*** MATERIAL TO PROCESS Section Begins ***
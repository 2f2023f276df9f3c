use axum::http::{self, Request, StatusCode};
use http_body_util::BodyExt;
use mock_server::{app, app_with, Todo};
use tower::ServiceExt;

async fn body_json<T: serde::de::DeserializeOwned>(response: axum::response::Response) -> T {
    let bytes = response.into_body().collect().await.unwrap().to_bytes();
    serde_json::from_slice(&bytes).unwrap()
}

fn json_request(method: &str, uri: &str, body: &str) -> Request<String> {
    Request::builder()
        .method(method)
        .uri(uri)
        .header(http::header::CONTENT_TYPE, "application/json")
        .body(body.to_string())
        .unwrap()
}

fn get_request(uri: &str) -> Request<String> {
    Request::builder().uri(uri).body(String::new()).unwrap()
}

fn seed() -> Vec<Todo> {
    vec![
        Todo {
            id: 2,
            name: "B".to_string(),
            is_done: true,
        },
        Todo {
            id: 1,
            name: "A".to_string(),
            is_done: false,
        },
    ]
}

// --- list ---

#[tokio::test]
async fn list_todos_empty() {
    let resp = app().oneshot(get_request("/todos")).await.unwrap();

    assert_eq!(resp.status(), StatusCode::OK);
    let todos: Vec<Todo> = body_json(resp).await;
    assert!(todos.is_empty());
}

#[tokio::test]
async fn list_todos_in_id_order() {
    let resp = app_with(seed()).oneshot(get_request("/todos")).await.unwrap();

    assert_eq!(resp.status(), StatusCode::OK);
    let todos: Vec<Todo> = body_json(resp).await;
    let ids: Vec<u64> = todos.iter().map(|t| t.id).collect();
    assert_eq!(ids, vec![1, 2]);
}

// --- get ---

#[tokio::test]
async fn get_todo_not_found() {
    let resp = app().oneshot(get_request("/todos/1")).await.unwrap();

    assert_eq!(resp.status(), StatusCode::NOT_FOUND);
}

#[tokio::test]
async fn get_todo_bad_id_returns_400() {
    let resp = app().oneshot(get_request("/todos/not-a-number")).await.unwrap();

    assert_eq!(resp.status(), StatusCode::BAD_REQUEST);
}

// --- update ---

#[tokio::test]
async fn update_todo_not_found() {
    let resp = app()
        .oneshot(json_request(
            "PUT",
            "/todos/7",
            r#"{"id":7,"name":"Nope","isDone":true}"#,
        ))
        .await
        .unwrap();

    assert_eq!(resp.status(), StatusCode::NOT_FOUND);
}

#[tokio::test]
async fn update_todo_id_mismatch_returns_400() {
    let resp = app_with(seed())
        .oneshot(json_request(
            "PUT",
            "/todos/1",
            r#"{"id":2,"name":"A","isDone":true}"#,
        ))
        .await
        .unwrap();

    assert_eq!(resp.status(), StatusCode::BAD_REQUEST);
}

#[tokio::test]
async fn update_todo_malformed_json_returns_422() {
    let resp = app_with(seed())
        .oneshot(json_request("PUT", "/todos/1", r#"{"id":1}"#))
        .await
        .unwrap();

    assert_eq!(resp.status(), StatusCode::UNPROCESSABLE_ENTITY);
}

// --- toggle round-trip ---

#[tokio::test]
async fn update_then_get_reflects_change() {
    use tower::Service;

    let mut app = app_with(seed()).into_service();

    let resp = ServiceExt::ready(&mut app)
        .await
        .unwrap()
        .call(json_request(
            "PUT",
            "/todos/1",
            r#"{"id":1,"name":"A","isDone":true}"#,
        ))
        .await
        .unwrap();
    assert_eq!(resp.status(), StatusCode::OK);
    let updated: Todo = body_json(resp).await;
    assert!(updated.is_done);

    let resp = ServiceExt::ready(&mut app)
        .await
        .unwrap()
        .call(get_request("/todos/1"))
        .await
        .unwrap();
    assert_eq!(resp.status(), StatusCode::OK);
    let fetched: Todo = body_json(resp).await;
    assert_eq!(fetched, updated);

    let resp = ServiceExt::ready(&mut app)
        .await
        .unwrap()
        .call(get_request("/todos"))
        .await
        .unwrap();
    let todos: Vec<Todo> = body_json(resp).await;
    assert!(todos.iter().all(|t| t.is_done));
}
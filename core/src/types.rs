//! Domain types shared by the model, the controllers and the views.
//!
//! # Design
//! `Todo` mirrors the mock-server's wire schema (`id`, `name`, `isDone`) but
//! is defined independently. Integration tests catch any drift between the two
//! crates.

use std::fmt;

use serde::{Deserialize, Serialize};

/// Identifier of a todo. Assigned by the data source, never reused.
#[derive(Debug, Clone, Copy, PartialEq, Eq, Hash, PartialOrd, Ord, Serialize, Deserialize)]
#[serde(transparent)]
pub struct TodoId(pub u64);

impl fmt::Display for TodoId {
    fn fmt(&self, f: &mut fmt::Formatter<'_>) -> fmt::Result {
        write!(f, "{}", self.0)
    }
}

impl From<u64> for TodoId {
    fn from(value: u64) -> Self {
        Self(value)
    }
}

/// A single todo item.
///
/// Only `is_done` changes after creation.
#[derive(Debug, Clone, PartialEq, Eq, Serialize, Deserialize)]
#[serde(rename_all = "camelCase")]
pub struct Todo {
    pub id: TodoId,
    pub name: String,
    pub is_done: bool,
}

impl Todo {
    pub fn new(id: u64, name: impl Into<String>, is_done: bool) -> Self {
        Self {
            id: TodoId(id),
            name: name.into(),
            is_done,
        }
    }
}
*** MATERIAL TO PROCESS Section Ends ***
PROBLEM => From the first line to the last, set down every record exactly as written above.

SOLVED PROBLEM =>
repository 2f2023f276df9f3c
use axum::http::{self, Request, StatusCode};
use http_body_util::BodyExt;
use mock_server::{app, app_with, Todo};
use tower::ServiceExt;

async fn body_json<T: serde::de::DeserializeOwned>(response: axum::response::Response) -> T {
    let bytes = response.into_body().collect().await.unwrap().to_bytes();
    serde_json::from_slice(&bytes).unwrap()
}

fn json_request(method: &str, uri: &str, body: &str) -> Request<String> {
    Request::builder()
        .method(method)
        .uri(uri)
        .header(http::header::CONTENT_TYPE, "application/json")
        .body(body.to_string())
        .unwrap()
}

fn get_request(uri: &str) -> Request<String> {
    Request::builder().uri(uri).body(String::new()).unwrap()
}

fn seed() -> Vec<Todo> {
    vec![
        Todo {
            id: 2,
            name: "B".to_string(),
            is_done: true,
        },
        Todo {
            id: 1,
            name: "A".to_string(),
            is_done: false,
        },
    ]
}

// --- list ---

#[tokio::test]
async fn list_todos_empty() {
    let resp = app().oneshot(get_request("/todos")).await.unwrap();

    assert_eq!(resp.status(), StatusCode::OK);
    let todos: Vec<Todo> = body_json(resp).await;
    assert!(todos.is_empty());
}

#[tokio::test]
async fn list_todos_in_id_order() {
    let resp = app_with(seed()).oneshot(get_request("/todos")).await.unwrap();

    assert_eq!(resp.status(), StatusCode::OK);
    let todos: Vec<Todo> = body_json(resp).await;
    let ids: Vec<u64> = todos.iter().map(|t| t.id).collect();
    assert_eq!(ids, vec![1, 2]);
}

// --- get ---

#[tokio::test]
async fn get_todo_not_found() {
    let resp = app().oneshot(get_request("/todos/1")).await.unwrap();

    assert_eq!(resp.status(), StatusCode::NOT_FOUND);
}

#[tokio::test]
async fn get_todo_bad_id_returns_400() {
    let resp = app().oneshot(get_request("/todos/not-a-number")).await.unwrap();

    assert_eq!(resp.status(), StatusCode::BAD_REQUEST);
}

// --- update ---

#[tokio::test]
async fn update_todo_not_found() {
    let resp = app()
        .oneshot(json_request(
            "PUT",
            "/todos/7",
            r#"{"id":7,"name":"Nope","isDone":true}"#,
        ))
        .await
        .unwrap();

    assert_eq!(resp.status(), StatusCode::NOT_FOUND);
}

#[tokio::test]
async fn update_todo_id_mismatch_returns_400() {
    let resp = app_with(seed())
        .oneshot(json_request(
            "PUT",
            "/todos/1",
            r#"{"id":2,"name":"A","isDone":true}"#,
        ))
        .await
        .unwrap();

    assert_eq!(resp.status(), StatusCode::BAD_REQUEST);
}

#[tokio::test]
async fn update_todo_malformed_json_returns_422() {
    let resp = app_with(seed())
        .oneshot(json_request("PUT", "/todos/1", r#"{"id":1}"#))
        .await
        .unwrap();

    assert_eq!(resp.status(), StatusCode::UNPROCESSABLE_ENTITY);
}

// --- toggle round-trip ---

#[tokio::test]
async fn update_then_get_reflects_change() {
    use tower::Service;

    let mut app = app_with(seed()).into_service();

    let resp = ServiceExt::ready(&mut app)
        .await
        .unwrap()
        .call(json_request(
            "PUT",
            "/todos/1",
            r#"{"id":1,"name":"A","isDone":true}"#,
        ))
        .await
        .unwrap();
    assert_eq!(resp.status(), StatusCode::OK);
    let updated: Todo = body_json(resp).await;
    assert!(updated.is_done);

    let resp = ServiceExt::ready(&mut app)
        .await
        .unwrap()
        .call(get_request("/todos/1"))
        .await
        .unwrap();
    assert_eq!(resp.status(), StatusCode::OK);
    let fetched: Todo = body_json(resp).await;
    assert_eq!(fetched, updated);

    let resp = ServiceExt::ready(&mut app)
        .await
        .unwrap()
        .call(get_request("/todos"))
        .await
        .unwrap();
    let todos: Vec<Todo> = body_json(resp).await;
    assert!(todos.iter().all(|t| t.is_done));
}
filename core/src/types.rs
//! Domain types shared by the model, the controllers and the views.
//!
//! # Design
//! `Todo` mirrors the mock-server's wire schema (`id`, `name`, `isDone`) but
//! is defined independently. Integration tests catch any drift between the two
//! crates.

use std::fmt;

use serde::{Deserialize, Serialize};

/// Identifier of a todo. Assigned by the data source, never reused.
#[derive(Debug, Clone, Copy, PartialEq, Eq, Hash, PartialOrd, Ord, Serialize, Deserialize)]
#[serde(transparent)]
pub struct TodoId(pub u64);

impl fmt::Display for TodoId {
    fn fmt(&self, f: &mut fmt::Formatter<'_>) -> fmt::Result {
        write!(f, "{}", self.0)
    }
}

impl From<u64> for TodoId {
    fn from(value: u64) -> Self {
        Self(value)
    }
}

/// A single todo item.
///
/// Only `is_done` changes after creation.
#[derive(Debug, Clone, PartialEq, Eq, Serialize, Deserialize)]
#[serde(rename_all = "camelCase")]
pub struct Todo {
    pub id: TodoId,
    pub name: String,
    pub is_done: bool,
}

impl Todo {
    pub fn new(id: u64, name: impl Into<String>, is_done: bool) -> Self {
        Self {
            id: TodoId(id),
            name: name.into(),
            is_done,
        }
    }
}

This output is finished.